IoT,  IT,  Cloud & Souveränität

Unterschiedliche IIoT-Technologien zu einem System verbinden

Autor

Ueli Iff

Veröffentlicht

Lesezeit

3 Min.

IoTUeli und adnexo beim gemeinsamen Aufbau der LoRaWAN-Tracking-Loesung

Der grosse Reiz an der IIoT-Welt liegt fuer mich darin, immer wieder Neues zu lernen und unterschiedliche Technologien sinnvoll miteinander zu verbinden. Vor einiger Zeit hatte ich Besuch von Christian Faessler, dem Geschaeftsfuehrer der Firma adnexo. Er ist Spezialist im Bereich Softwareentwicklung und bringt umfangreiches Wissen rund um LoRaWAN mit. Gemeinsam haben wir meine lokale LoRaWAN-Instanz zu einer durchgaengigen Tracking-Loesung ausgebaut.

Die Ausgangslage: eine eigene LoRaWAN-Instanz

Wie einige bereits wussten, betreibe ich bei mir zu Hause eine lokale LoRaWAN-Instanz. Genau diese durfte ich nun um Sensoren und um die IoT-Plattform ax-track erweitern. Fuer ein verlaessliches Tracking braucht es eine Plattform, die jederzeit den vollstaendigen Ueberblick ueber das eigene Inventar liefert. Zu diesem Zweck hat adnexo die eigene IoT-Plattform ax-track entwickelt.

Sensorik an den Mietparkplaetzen

Fuer den Aufbau hatten wir tatkraeftige Unterstuetzung, wie auf dem Titelbild kaum zu uebersehen ist. Wir haben meine Mietparkplaetze mit einem Ultraschall-Sensor und einem optischen Sensor ausgestattet und diese anschliessend ueber mein LoRaWAN-Gateway mit meinem Industrie-Computer verbunden.

Daten lesbar machen mit ChirpStack

Auf dem Industrie-Computer laeuft ChirpStack als LoRaWAN-Server. Dort haben wir ein Decoder-Script als Geraeteprofil hinterlegt, das die Rohdaten der Sensoren in ein fuer das menschliche Auge lesbares JSON-Format ueberfuehrt. Damit liegen die erfassten Werte in einer strukturierten und weiterverarbeitbaren Form vor.
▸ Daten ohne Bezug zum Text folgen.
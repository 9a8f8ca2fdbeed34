//! Capacity Manager Module
//!
//! Tracks used bytes against the capacity bound and validates resize requests.

use std::fmt;

use serde::{Deserialize, Serialize};

use crate::cache::{MAX_CAPACITY, MIN_CAPACITY};
use crate::error::{CacheError, Result};

// == Size Unit ==
/// Unit a resize request is expressed in.
#[derive(Debug, Clone, Copy, PartialEq, Eq, Serialize, Deserialize)]
pub enum SizeUnit {
    #[serde(alias = "kb", alias = "Kb")]
    KB,
    #[serde(alias = "mb", alias = "Mb")]
    MB,
}

impl SizeUnit {
    /// Number of bytes in one unit.
    pub fn bytes(self) -> u64 {
        match self {
            SizeUnit::KB => 1024,
            SizeUnit::MB => 1024 * 1024,
        }
    }

    /// Renders a byte count in this unit, without trailing zeros.
    pub fn format(self, bytes: u64) -> String {
        let unit = self.bytes();
        if bytes % unit == 0 {
            format!("{}{}", bytes / unit, self)
        } else {
            let value = format!("{:.4}", bytes as f64 / unit as f64);
            format!("{}{}", value.trim_end_matches('0').trim_end_matches('.'), self)
        }
    }
}

impl fmt::Display for SizeUnit {
    fn fmt(&self, f: &mut fmt::Formatter<'_>) -> fmt::Result {
        match self {
            SizeUnit::KB => write!(f, "KB"),
            SizeUnit::MB => write!(f, "MB"),
        }
    }
}

// == Capacity Manager ==
/// Capacity bound and current usage of one cache.
#[derive(Debug, Clone)]
pub struct CapacityManager {
    /// Upper bound on the sum of entry sizes
    capacity_bytes: u64,
    /// Sum of live entry sizes
    used_bytes: u64,
}

impl CapacityManager {
    // == Constructor ==
    /// Creates an empty manager with the given bound.
    ///
    /// Fails with `InvalidArgument` if the bound is outside
    /// `[MIN_CAPACITY, MAX_CAPACITY]`.
    pub fn new(capacity_bytes: u64) -> Result<Self> {
        if !(MIN_CAPACITY..=MAX_CAPACITY).contains(&capacity_bytes) {
            return Err(CacheError::InvalidArgument(format!(
                "Capacity {} bytes is outside {}..={} bytes",
                capacity_bytes, MIN_CAPACITY, MAX_CAPACITY
            )));
        }
        Ok(Self {
            capacity_bytes,
            used_bytes: 0,
        })
    }

    pub fn capacity_bytes(&self) -> u64 {
        self.capacity_bytes
    }

    pub fn used_bytes(&self) -> u64 {
        self.used_bytes
    }

    /// Free bytes, zero when usage exceeds the bound.
    pub fn available_bytes(&self) -> u64 {
        self.capacity_bytes.saturating_sub(self.used_bytes)
    }

    /// Usage as a percentage of capacity.
    pub fn utilization(&self) -> f64 {
        if self.capacity_bytes == 0 {
            0.0
        } else {
            self.used_bytes as f64 / self.capacity_bytes as f64 * 100.0
        }
    }

    /// Whether inserting `required` more bytes would break the bound.
    pub fn would_overflow(&self, required: u64) -> bool {
        self.used_bytes.saturating_add(required) > self.capacity_bytes
    }

    // == Usage Accounting ==
    pub fn add_usage(&mut self, bytes: u64) {
        self.used_bytes = self.used_bytes.saturating_add(bytes);
    }

    pub fn release(&mut self, bytes: u64) {
        self.used_bytes = self.used_bytes.saturating_sub(bytes);
    }

    /// Overwrites usage with a freshly measured total.
    pub fn set_usage(&mut self, bytes: u64) {
        self.used_bytes = bytes;
    }

    // == Resize Validation ==
    /// Converts a resize request to bytes without mutating anything.
    ///
    /// `value` may be fractional; the result is rounded to whole bytes.
    /// Bounds are reported in the requested unit.
    pub fn validate_resize(&self, value: &str, unit: SizeUnit) -> Result<u64> {
        let amount: f64 = value.trim().parse().map_err(|_| {
            CacheError::InvalidArgument(format!("'{}' is not a valid number", value.trim()))
        })?;
        if !amount.is_finite() || amount <= 0.0 {
            return Err(CacheError::InvalidArgument(format!(
                "Size must be a positive number, got '{}'",
                value.trim()
            )));
        }

        let requested = (amount * unit.bytes() as f64).round();
        if requested < MIN_CAPACITY as f64 {
            return Err(CacheError::InvalidArgument(format!(
                "Minimum size in {} is {}",
                unit,
                unit.format(MIN_CAPACITY)
            )));
        }
        if requested > MAX_CAPACITY as f64 {
            return Err(CacheError::InvalidArgument(format!(
                "Maximum size in {} is {}",
                unit,
                unit.format(MAX_CAPACITY)
            )));
        }
        Ok(requested as u64)
    }

    /// Commits a bound previously returned by [`CapacityManager::validate_resize`].
    pub fn commit(&mut self, capacity_bytes: u64) {
        self.capacity_bytes = capacity_bytes;
    }
}

impl Default for CapacityManager {
    fn default() -> Self {
        Self {
            capacity_bytes: MAX_CAPACITY,
            used_bytes: 0,
        }
    }
}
Verarbeitung mit MQTT und Node-RED

Das Nachrichtenobjekt wird innerhalb des Industrie-Computers an einen meiner Node-RED-Container gesendet. Den dafuer benoetigten MQTT-Broker haben wir ebenfalls als Container direkt auf dem Industrie-Computer installiert, sodass die Nachrichten von ChirpStack zuverlaessig an Node-RED weitergeleitet werden.

ChirpStack. LoRaWAN-Server mit Decoder-Script, das die Sensordaten in JSON ueberfuehrt.

MQTT-Broker. Als Container auf dem Industrie-Computer, leitet die Nachrichten an Node-RED weiter.

Node-RED. Flow, der die Daten via REST-API an die IoT-Plattform ax-track uebergibt.

Anbindung an die Plattform ax-track

Um die erfassten Daten sinnvoll weiterzuverarbeiten, haben wir in Node-RED einen Flow erstellt, der die Werte ueber eine REST-API an die IoT-Plattform ax-track von adnexo uebergibt. Ab diesem Punkt lassen sich die Daten einfach und uebersichtlich auf der Geo-Karte von ax-track visualisieren.

Vom LoRaWAN-Sensor bis zur Geo-Karte: ChirpStack, MQTT, Node-RED und ax-track greifen nahtlos ineinander.

Nachtraeglich habe ich weitere Verbraucher integriert. Saemtliche Verbraucher lassen sich auf der ax-track-Plattform einfach und uebersichtlich darstellen. Machen Sie sich selbst ein Bild von ax-track und von den eingesetzten LoRaWAN-Sensoren.

Fazit

Dieses Projekt zeigt, wie sich unterschiedliche Technologien zu einer durchgaengigen Loesung verbinden lassen: LoRaWAN-Sensoren, ChirpStack, ein MQTT-Broker, Node-RED und die Plattform ax-track. Erst das saubere Zusammenspiel dieser Bausteine macht aus einzelnen Messwerten eine nutzbare, visualisierte Tracking-Anwendung und schafft echten Mehrwert fuer die Industrie.